Yo sé lo que se siente bajo un burka. Años atrás en una charla sobre el fundamentalismo, las religiones y el peso de la radicalidad, tuve en mis manos un burka. El trozo de tela gruesa de color azul añil, en forma de saco, que cubre de arriba a bajo, desde la cabeza hasta los tobillos a quien se lo enfunda, es la forma más rápida de hacer desaparecer a alguien. Una vez metida dentro del burka, la envoltura de tela gruesa y muy pesada, la oscuridad se hace total, solamente aliviada por una mirilla en forma de rejilla a la altura de los ojos. Esta pequeña abertura a la vida solo permite la visión, un metro por delante y a la altura del suelo.
Todo el paisaje desaparece tras el burka, toda la vida se reduce a los pasos del guía que te pueda acompañar justo por delante, a un lado y al otro la visión no existe. No ves a nadie, nadie te ve, no eres mujer, ni persona, eres solamente un bulto de ropa, que te hace insegura al andar, indefensa ante lo desconocido y necesitada de ayuda. Sencillamente desapareces a los ojos de todos, te vuelves invisible, dejas de existir. Esto es a lo que los talibanes van a someter a las mujeres de Afganistán, mientras acabamos de disfrutar de nuestras vacaciones del mes de agosto.
A solamente doce horas en avión desde España, se está extendiendo de nuevo el terror talibán, las mujeres regresarán a una Edad Media sin ningún derecho, las niñas no volverán a la escuela y los derechos fundamentales del sexo femenino dejarán de existir una vez más. ¿De qué nos sirve a las luchadoras por los derechos de la mujer reivindicar la igualdad de trato, de derechos y de respeto si la comunidad mundial no actúa ante la barbarie?
Desde la I Conferencia Mundial, realizada en México en 1975, hasta la IV Conferencia Mundial de la Mujer celebrada en Pekín en 1995, la Plataforma de Acción de Beijing, pasando por los encuentros por la Paz de Nueva York y los ministerios de igualdad, nos llenamos la boca de reivindicaciones y de redactados a favor de la Mujer y de la niña, incluso la agenda 2030 intenta potenciar y proteger los derechos de la Mujer.
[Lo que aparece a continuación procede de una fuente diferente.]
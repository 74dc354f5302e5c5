//! Progress record entity model and DTOs.
//!
//! A project has zero or more progress records, listed in creation order.
//! Field ownership (which role may write what) lives in
//! `promis_core::policy`; this module only describes the persisted shape.

use promis_core::types::{DbId, Timestamp};
use serde::{Deserialize, Serialize};
use sqlx::FromRow;

/// A row from the `progress_records` table.
#[derive(Debug, Clone, FromRow, Serialize)]
pub struct ProgressRecord {
    pub id: DbId,
    pub project_id: DbId,

    // Descriptive
    pub progress_name: Option<String>,
    pub main_objective: Option<String>,
    pub location: Option<String>,
    pub funding_source: Option<String>,

    // Cost snapshot
    pub total_cost_original: Option<f64>,
    pub total_cost_current: Option<f64>,
    pub awarded_amount: Option<f64>,
    pub revised_end_date: Option<Timestamp>,

    // Physical progress
    pub overall_target: Option<String>,
    pub progress_as_of_prev_dec_percentage: Option<f64>,
    pub target_year: Option<i32>,
    pub target_month: Option<String>,
    pub progress_date: Option<Timestamp>,
    pub current_year_descriptive_target: Option<String>,
    pub quarter1_target_percentage: Option<f64>,
    pub quarter2_target_percentage: Option<f64>,
    pub quarter3_target_percentage: Option<f64>,
    pub quarter4_target_percentage: Option<f64>,
    pub year_end_progress_description: Option<String>,
    pub year_end_progress_percentage: Option<f64>,
    pub cumulative_target_at_year_end: Option<String>,
    pub cumulative_progress_description_at_year_end: Option<String>,
    /// Server-derived; recomputed on every save, never taken from input.
    pub cumulative_progress_percentage_of_overall_target: Option<f64>,
    pub physical_progress_image1: Option<String>,
    pub physical_progress_image2: Option<String>,
    pub physical_progress_image3: Option<String>,
    pub physical_target_failure_reasons: Option<String>,
    /// JSON-encoded list of contractor names.
    pub contractors: Option<String>,
    /// JSON-encoded list of consultant names.
    pub consultants: Option<String>,

    // Financial progress
    pub allocation_current_year: Option<f64>,
    pub expenditure_target: Option<f64>,
    pub imprest_requested: Option<f64>,
    pub imprest_received: Option<f64>,
    pub actual_expenditure: Option<f64>,
    pub bills_in_hand: Option<f64>,
    pub price_escalation: Option<f64>,
    pub cumulative_expenditure_at_year_end: Option<f64>,
    pub financial_target_failure_reasons: Option<String>,

    /// Workflow discriminator: `draft` or `submitted`.
    pub status: String,

    pub created_at: Timestamp,
    pub updated_at: Timestamp,
}

/// DTO for creating a progress record. `project_id` is resolved by the
/// handler (id or name reference) before this is built.
#[derive(Debug, Clone, Default, Deserialize)]
pub struct CreateProgressRecord {
    pub progress_name: Option<String>,
    pub main_objective: Option<String>,
    pub location: Option<String>,
    pub funding_source: Option<String>,
    pub total_cost_original: Option<f64>,
    pub total_cost_current: Option<f64>,
    pub awarded_amount: Option<f64>,
    pub revised_end_date: Option<Timestamp>,
    pub overall_target: Option<String>,
    pub progress_as_of_prev_dec_percentage: Option<f64>,
    pub target_year: Option<i32>,
    pub target_month: Option<String>,
    pub progress_date: Option<Timestamp>,
    pub current_year_descriptive_target: Option<String>,
    pub quarter1_target_percentage: Option<f64>,
    pub quarter2_target_percentage: Option<f64>,
    pub quarter3_target_percentage: Option<f64>,
    pub quarter4_target_percentage: Option<f64>,
    pub year_end_progress_description: Option<String>,
    pub year_end_progress_percentage: Option<f64>,
    pub cumulative_target_at_year_end: Option<String>,
    pub cumulative_progress_description_at_year_end: Option<String>,
    pub physical_progress_image1: Option<String>,
    pub physical_progress_image2: Option<String>,
    pub physical_progress_image3: Option<String>,
    pub physical_target_failure_reasons: Option<String>,
    pub contractors: Option<String>,
    pub consultants: Option<String>,
    pub allocation_current_year: Option<f64>,
    pub expenditure_target: Option<f64>,
    pub imprest_requested: Option<f64>,
    pub imprest_received: Option<f64>,
    pub actual_expenditure: Option<f64>,
    pub bills_in_hand: Option<f64>,
    pub price_escalation: Option<f64>,
    pub cumulative_expenditure_at_year_end: Option<f64>,
    pub financial_target_failure_reasons: Option<String>,
    pub status: Option<String>,
}

/// DTO for a draft save. All fields optional; only non-`None` fields are
/// applied (payloads have already been screened by the access policy).
#[derive(Debug, Clone, Default, Deserialize)]
pub struct UpdateProgressRecord {
    pub progress_name: Option<String>,
    pub main_objective: Option<String>,
    pub location: Option<String>,
    pub funding_source: Option<String>,
    pub total_cost_original: Option<f64>,
    pub total_cost_current: Option<f64>,
    pub awarded_amount: Option<f64>,
    pub revised_end_date: Option<Timestamp>,
    pub overall_target: Option<String>,
    pub progress_as_of_prev_dec_percentage: Option<f64>,
    pub target_year: Option<i32>,
    pub target_month: Option<String>,
    pub progress_date: Option<Timestamp>,
    pub current_year_descriptive_target: Option<String>,
    pub quarter1_target_percentage: Option<f64>,
    pub quarter2_target_percentage: Option<f64>,
    pub quarter3_target_percentage: Option<f64>,
    pub quarter4_target_percentage: Option<f64>,
    pub year_end_progress_description: Option<String>,
    pub year_end_progress_percentage: Option<f64>,
    pub cumulative_target_at_year_end: Option<String>,
    pub cumulative_progress_description_at_year_end: Option<String>,
    pub physical_progress_image1: Option<String>,
    pub physical_progress_image2: Option<String>,
    pub physical_progress_image3: Option<String>,
    pub physical_target_failure_reasons: Option<String>,
    pub contractors: Option<String>,
    pub consultants: Option<String>,
    pub allocation_current_year: Option<f64>,
    pub expenditure_target: Option<f64>,
    pub imprest_requested: Option<f64>,
    pub imprest_received: Option<f64>,
    pub actual_expenditure: Option<f64>,
    pub bills_in_hand: Option<f64>,
    pub price_escalation: Option<f64>,
    pub cumulative_expenditure_at_year_end: Option<f64>,
    pub financial_target_failure_reasons: Option<String>,
    pub status: Option<String>,
}

/// Optional filters for progress listing (`?status=&project_id=`).
#[derive(Debug, Clone, Default, Deserialize)]
pub struct ProgressFilter {
    pub status: Option<String>,
    pub project_id: Option<DbId>,
}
Pero hoy, en este caluroso mes de agosto, no hay imágenes de mujeres libres en el aeropuerto de Kabul, ejerciendo su voluntad de abandonar el país que han tomado los talibanes. Hoy solo está el miedo de unas mujeres por tener que vivir bajo la opresión Talibán y la desilusión de otras que vemos cómo la comunidad internacional abandona a su suerte una vez más a la Mujer.
El pánico que sentí antaño bajo el burka, que me ahogaba, me hacía sumamente vulnerable, me desdibujaba mi condición femenina de mujer, me sometía a la voluntad del cuidado de otros y me hacía invisible para todos, quiero que hoy se convierta en un grito de libertad para las mujeres de Kabul. No podemos girarnos de espaldas a la realidad de Afganistán y que semejante barbarie tenga visos de permanencia. Afganistán vuelve a estar a merced de la milicia fundamentalista, las mujeres en máximo peligro y las feministas calladas.